↓
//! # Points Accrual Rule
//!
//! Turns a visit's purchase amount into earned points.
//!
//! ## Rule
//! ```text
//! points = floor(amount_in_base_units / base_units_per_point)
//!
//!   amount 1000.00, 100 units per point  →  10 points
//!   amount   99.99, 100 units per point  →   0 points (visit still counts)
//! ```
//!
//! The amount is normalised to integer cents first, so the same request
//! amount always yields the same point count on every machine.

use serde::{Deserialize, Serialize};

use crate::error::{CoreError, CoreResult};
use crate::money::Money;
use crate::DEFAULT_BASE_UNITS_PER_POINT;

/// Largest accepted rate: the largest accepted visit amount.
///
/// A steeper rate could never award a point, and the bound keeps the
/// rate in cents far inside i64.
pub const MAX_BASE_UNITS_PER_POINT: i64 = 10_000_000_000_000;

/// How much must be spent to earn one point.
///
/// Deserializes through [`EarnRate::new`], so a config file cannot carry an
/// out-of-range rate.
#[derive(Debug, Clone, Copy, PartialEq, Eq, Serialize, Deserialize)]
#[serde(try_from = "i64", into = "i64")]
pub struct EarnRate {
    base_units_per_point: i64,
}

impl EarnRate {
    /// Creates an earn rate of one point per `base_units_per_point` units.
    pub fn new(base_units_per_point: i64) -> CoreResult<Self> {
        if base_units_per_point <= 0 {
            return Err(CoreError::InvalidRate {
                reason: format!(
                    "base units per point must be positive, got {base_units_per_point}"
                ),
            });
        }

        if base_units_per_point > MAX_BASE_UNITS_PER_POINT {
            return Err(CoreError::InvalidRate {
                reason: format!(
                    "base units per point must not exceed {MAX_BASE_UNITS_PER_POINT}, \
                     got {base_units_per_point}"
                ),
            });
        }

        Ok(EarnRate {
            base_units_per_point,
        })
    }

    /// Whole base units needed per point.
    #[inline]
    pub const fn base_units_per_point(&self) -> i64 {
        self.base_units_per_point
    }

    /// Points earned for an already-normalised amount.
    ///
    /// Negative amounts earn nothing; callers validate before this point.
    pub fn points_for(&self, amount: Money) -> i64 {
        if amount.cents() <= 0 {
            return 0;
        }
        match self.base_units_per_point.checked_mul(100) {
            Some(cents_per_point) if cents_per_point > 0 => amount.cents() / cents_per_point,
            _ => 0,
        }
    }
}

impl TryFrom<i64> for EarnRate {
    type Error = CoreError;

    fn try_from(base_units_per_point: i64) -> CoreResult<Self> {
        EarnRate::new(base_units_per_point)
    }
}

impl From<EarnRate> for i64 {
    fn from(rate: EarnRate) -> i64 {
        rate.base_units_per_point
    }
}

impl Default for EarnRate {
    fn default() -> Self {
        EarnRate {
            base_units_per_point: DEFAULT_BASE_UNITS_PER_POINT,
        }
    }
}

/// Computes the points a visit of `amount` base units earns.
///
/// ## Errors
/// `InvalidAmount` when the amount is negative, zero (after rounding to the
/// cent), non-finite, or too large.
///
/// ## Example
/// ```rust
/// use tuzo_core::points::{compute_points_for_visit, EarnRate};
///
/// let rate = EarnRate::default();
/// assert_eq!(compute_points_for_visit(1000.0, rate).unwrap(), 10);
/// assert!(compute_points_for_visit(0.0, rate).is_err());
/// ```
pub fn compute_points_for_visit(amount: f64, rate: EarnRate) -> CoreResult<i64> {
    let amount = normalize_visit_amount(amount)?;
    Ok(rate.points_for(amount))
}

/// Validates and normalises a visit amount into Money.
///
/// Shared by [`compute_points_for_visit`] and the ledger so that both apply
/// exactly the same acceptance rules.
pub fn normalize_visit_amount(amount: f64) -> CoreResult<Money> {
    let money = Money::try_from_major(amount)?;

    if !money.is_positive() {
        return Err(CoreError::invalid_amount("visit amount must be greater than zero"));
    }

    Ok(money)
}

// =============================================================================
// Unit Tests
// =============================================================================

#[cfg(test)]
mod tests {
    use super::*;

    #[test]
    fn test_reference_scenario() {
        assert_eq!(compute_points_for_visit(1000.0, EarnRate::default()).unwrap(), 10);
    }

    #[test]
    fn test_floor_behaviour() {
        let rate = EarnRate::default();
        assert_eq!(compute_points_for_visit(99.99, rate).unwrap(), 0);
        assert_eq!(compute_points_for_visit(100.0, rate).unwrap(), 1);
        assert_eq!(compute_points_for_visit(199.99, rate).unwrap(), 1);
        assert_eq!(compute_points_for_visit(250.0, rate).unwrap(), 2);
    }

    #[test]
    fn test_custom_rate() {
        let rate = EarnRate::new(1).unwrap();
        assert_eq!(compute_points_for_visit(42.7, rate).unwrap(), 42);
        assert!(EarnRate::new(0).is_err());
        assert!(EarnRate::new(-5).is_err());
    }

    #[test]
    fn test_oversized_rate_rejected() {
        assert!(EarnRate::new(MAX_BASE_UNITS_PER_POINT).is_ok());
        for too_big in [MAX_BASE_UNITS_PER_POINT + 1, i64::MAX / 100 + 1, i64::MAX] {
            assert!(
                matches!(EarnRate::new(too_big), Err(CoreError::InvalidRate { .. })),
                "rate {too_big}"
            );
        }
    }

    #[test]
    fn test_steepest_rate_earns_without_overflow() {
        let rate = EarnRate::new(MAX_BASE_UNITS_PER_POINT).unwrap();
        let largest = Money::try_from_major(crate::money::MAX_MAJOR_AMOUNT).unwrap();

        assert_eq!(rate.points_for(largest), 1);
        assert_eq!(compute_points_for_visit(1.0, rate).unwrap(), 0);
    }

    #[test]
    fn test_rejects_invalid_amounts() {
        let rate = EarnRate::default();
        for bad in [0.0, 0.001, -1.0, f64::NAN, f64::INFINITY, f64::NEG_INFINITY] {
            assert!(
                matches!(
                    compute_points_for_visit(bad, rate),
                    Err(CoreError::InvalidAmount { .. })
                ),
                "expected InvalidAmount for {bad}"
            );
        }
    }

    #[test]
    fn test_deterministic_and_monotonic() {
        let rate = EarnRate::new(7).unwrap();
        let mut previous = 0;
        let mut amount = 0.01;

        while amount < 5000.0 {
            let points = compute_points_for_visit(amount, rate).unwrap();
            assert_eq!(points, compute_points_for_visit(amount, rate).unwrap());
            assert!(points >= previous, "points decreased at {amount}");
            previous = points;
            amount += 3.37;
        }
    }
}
↑
● **WHAT THIS TASK INVOLVES**: Return only the stretch of the material above from the line holding "an already-normalised amount." through the line holding "let amount = normalize_visit_amount(amount)?;", copied exactly.

● **WRITTEN REPLY**:
    /// Points earned for an already-normalised amount.
    ///
    /// Negative amounts earn nothing; callers validate before this point.
    pub fn points_for(&self, amount: Money) -> i64 {
        if amount.cents() <= 0 {
            return 0;
        }
        match self.base_units_per_point.checked_mul(100) {
            Some(cents_per_point) if cents_per_point > 0 => amount.cents() / cents_per_point,
            _ => 0,
        }
    }
}

impl TryFrom<i64> for EarnRate {
    type Error = CoreError;

    fn try_from(base_units_per_point: i64) -> CoreResult<Self> {
        EarnRate::new(base_units_per_point)
    }
}

impl From<EarnRate> for i64 {
    fn from(rate: EarnRate) -> i64 {
        rate.base_units_per_point
    }
}

impl Default for EarnRate {
    fn default() -> Self {
        EarnRate {
            base_units_per_point: DEFAULT_BASE_UNITS_PER_POINT,
        }
    }
}

/// Computes the points a visit of `amount` base units earns.
///
/// ## Errors
/// `InvalidAmount` when the amount is negative, zero (after rounding to the
/// cent), non-finite, or too large.
///
/// ## Example
/// ```rust
/// use tuzo_core::points::{compute_points_for_visit, EarnRate};
///
/// let rate = EarnRate::default();
/// assert_eq!(compute_points_for_visit(1000.0, rate).unwrap(), 10);
/// assert!(compute_points_for_visit(0.0, rate).is_err());
/// ```
pub fn compute_points_for_visit(amount: f64, rate: EarnRate) -> CoreResult<i64> {
    let amount = normalize_visit_amount(amount)?;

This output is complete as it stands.